| YOUR INSTRUCTIONS |
Reproduce the whole listing, character for character.

[DATASET EXTRACT Boundary: Start]

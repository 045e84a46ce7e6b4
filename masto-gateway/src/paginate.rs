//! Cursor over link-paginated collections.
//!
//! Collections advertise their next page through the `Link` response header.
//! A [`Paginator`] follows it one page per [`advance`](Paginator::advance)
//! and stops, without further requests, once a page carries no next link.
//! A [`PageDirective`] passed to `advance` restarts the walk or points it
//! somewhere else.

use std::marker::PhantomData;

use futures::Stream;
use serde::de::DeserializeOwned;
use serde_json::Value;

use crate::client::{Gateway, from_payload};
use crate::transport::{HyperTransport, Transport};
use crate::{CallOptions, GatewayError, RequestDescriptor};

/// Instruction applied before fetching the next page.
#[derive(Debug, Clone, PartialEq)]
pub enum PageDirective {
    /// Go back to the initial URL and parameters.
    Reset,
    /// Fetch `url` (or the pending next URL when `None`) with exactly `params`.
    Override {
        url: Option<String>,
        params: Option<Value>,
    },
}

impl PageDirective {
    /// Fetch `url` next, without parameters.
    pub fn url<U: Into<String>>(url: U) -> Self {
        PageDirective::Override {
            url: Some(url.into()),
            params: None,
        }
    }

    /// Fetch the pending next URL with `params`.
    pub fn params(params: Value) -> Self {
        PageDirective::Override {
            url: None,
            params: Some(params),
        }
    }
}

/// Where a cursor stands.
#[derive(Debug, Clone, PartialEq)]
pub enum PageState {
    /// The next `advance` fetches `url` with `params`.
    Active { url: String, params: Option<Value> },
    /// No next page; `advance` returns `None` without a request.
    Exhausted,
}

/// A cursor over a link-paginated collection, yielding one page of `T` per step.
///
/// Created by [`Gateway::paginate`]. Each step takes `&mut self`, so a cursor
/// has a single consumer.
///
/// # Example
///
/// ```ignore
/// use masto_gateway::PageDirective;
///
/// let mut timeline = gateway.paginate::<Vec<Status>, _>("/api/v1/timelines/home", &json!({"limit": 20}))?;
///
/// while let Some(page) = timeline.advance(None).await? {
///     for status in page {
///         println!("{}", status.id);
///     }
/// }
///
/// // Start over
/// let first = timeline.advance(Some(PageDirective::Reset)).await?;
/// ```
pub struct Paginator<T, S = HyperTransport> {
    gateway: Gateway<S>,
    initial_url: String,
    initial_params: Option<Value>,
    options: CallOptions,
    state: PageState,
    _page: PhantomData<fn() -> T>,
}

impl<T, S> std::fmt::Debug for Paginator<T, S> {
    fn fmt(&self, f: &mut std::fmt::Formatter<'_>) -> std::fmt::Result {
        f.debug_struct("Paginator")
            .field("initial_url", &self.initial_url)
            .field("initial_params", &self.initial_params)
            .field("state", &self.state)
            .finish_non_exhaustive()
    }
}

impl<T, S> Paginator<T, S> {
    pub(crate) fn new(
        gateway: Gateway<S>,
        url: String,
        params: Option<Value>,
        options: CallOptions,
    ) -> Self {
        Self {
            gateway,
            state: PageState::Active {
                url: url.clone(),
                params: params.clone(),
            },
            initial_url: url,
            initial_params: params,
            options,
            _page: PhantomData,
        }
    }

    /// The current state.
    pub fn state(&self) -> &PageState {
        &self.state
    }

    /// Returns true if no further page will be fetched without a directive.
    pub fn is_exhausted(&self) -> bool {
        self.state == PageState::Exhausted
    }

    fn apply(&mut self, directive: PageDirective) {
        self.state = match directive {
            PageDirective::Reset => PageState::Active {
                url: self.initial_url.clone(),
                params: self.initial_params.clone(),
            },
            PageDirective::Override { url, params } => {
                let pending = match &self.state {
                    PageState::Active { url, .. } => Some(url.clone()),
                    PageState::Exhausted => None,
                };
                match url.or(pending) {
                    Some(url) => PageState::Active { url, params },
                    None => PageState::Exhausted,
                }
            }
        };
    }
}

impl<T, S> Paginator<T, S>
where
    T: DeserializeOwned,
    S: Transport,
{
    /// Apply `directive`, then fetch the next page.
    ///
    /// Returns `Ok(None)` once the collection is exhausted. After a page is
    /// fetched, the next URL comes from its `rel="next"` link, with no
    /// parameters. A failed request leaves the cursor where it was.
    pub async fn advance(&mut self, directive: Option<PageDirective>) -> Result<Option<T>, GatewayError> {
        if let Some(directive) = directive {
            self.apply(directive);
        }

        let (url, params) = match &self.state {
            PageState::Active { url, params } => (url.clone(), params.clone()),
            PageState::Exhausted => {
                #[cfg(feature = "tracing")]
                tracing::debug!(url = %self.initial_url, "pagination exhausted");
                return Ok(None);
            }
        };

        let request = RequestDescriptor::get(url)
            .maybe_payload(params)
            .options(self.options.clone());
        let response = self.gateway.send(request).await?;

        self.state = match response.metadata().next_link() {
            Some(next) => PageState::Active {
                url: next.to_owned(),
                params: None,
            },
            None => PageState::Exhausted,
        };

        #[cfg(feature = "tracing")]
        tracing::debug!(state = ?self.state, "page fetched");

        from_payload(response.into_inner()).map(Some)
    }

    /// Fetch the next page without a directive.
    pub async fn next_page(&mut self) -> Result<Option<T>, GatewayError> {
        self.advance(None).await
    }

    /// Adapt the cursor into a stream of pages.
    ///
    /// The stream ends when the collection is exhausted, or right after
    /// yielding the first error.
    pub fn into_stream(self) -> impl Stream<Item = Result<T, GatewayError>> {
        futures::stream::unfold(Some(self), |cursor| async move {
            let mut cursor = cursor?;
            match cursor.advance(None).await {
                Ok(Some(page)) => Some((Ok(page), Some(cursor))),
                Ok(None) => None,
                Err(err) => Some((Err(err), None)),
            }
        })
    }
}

[DATASET EXTRACT Boundary: End]

| EXERCISE ANSWER |
repository 045e84a46ce7e6b4
filename masto-gateway/src/paginate.rs
//! Cursor over link-paginated collections.
//!
//! Collections advertise their next page through the `Link` response header.
//! A [`Paginator`] follows it one page per [`advance`](Paginator::advance)
//! and stops, without further requests, once a page carries no next link.
//! A [`PageDirective`] passed to `advance` restarts the walk or points it
//! somewhere else.

use std::marker::PhantomData;

use futures::Stream;
use serde::de::DeserializeOwned;
use serde_json::Value;

use crate::client::{Gateway, from_payload};
use crate::transport::{HyperTransport, Transport};
use crate::{CallOptions, GatewayError, RequestDescriptor};

/// Instruction applied before fetching the next page.
#[derive(Debug, Clone, PartialEq)]
pub enum PageDirective {
    /// Go back to the initial URL and parameters.
    Reset,
    /// Fetch `url` (or the pending next URL when `None`) with exactly `params`.
    Override {
        url: Option<String>,
        params: Option<Value>,
    },
}

impl PageDirective {
    /// Fetch `url` next, without parameters.
    pub fn url<U: Into<String>>(url: U) -> Self {
        PageDirective::Override {
            url: Some(url.into()),
            params: None,
        }
    }

    /// Fetch the pending next URL with `params`.
    pub fn params(params: Value) -> Self {
        PageDirective::Override {
            url: None,
            params: Some(params),
        }
    }
}

/// Where a cursor stands.
#[derive(Debug, Clone, PartialEq)]
pub enum PageState {
    /// The next `advance` fetches `url` with `params`.
    Active { url: String, params: Option<Value> },
    /// No next page; `advance` returns `None` without a request.
    Exhausted,
}

/// A cursor over a link-paginated collection, yielding one page of `T` per step.
///
/// Created by [`Gateway::paginate`]. Each step takes `&mut self`, so a cursor
/// has a single consumer.
///
/// # Example
///
/// ```ignore
/// use masto_gateway::PageDirective;
///
/// let mut timeline = gateway.paginate::<Vec<Status>, _>("/api/v1/timelines/home", &json!({"limit": 20}))?;
///
/// while let Some(page) = timeline.advance(None).await? {
///     for status in page {
///         println!("{}", status.id);
///     }
/// }
///
/// // Start over
/// let first = timeline.advance(Some(PageDirective::Reset)).await?;
/// ```
pub struct Paginator<T, S = HyperTransport> {
    gateway: Gateway<S>,
    initial_url: String,
    initial_params: Option<Value>,
    options: CallOptions,
    state: PageState,
    _page: PhantomData<fn() -> T>,
}

impl<T, S> std::fmt::Debug for Paginator<T, S> {
    fn fmt(&self, f: &mut std::fmt::Formatter<'_>) -> std::fmt::Result {
        f.debug_struct("Paginator")
            .field("initial_url", &self.initial_url)
            .field("initial_params", &self.initial_params)
            .field("state", &self.state)
            .finish_non_exhaustive()
    }
}

impl<T, S> Paginator<T, S> {
    pub(crate) fn new(
        gateway: Gateway<S>,
        url: String,
        params: Option<Value>,
        options: CallOptions,
    ) -> Self {
        Self {
            gateway,
            state: PageState::Active {
                url: url.clone(),
                params: params.clone(),
            },
            initial_url: url,
            initial_params: params,
            options,
            _page: PhantomData,
        }
    }

    /// The current state.
    pub fn state(&self) -> &PageState {
        &self.state
    }

    /// Returns true if no further page will be fetched without a directive.
    pub fn is_exhausted(&self) -> bool {
        self.state == PageState::Exhausted
    }

    fn apply(&mut self, directive: PageDirective) {
        self.state = match directive {
            PageDirective::Reset => PageState::Active {
                url: self.initial_url.clone(),
                params: self.initial_params.clone(),
            },
            PageDirective::Override { url, params } => {
                let pending = match &self.state {
                    PageState::Active { url, .. } => Some(url.clone()),
                    PageState::Exhausted => None,
                };
                match url.or(pending) {
                    Some(url) => PageState::Active { url, params },
                    None => PageState::Exhausted,
                }
            }
        };
    }
}

impl<T, S> Paginator<T, S>
where
    T: DeserializeOwned,
    S: Transport,
{
    /// Apply `directive`, then fetch the next page.
    ///
    /// Returns `Ok(None)` once the collection is exhausted. After a page is
    /// fetched, the next URL comes from its `rel="next"` link, with no
    /// parameters. A failed request leaves the cursor where it was.
    pub async fn advance(&mut self, directive: Option<PageDirective>) -> Result<Option<T>, GatewayError> {
        if let Some(directive) = directive {
            self.apply(directive);
        }

        let (url, params) = match &self.state {
            PageState::Active { url, params } => (url.clone(), params.clone()),
            PageState::Exhausted => {
                #[cfg(feature = "tracing")]
                tracing::debug!(url = %self.initial_url, "pagination exhausted");
                return Ok(None);
            }
        };

        let request = RequestDescriptor::get(url)
            .maybe_payload(params)
            .options(self.options.clone());
        let response = self.gateway.send(request).await?;

        self.state = match response.metadata().next_link() {
            Some(next) => PageState::Active {
                url: next.to_owned(),
                params: None,
            },
            None => PageState::Exhausted,
        };

        #[cfg(feature = "tracing")]
        tracing::debug!(state = ?self.state, "page fetched");

        from_payload(response.into_inner()).map(Some)
    }

    /// Fetch the next page without a directive.
    pub async fn next_page(&mut self) -> Result<Option<T>, GatewayError> {
        self.advance(None).await
    }

    /// Adapt the cursor into a stream of pages.
    ///
    /// The stream ends when the collection is exhausted, or right after
    /// yielding the first error.
    pub fn into_stream(self) -> impl Stream<Item = Result<T, GatewayError>> {
        futures::stream::unfold(Some(self), |cursor| async move {
            let mut cursor = cursor?;
            match cursor.advance(None).await {
                Ok(Some(page)) => Some((Ok(page), Some(cursor))),
                Ok(None) => None,
                Err(err) => Some((Err(err), None)),
            }
        })
    }
}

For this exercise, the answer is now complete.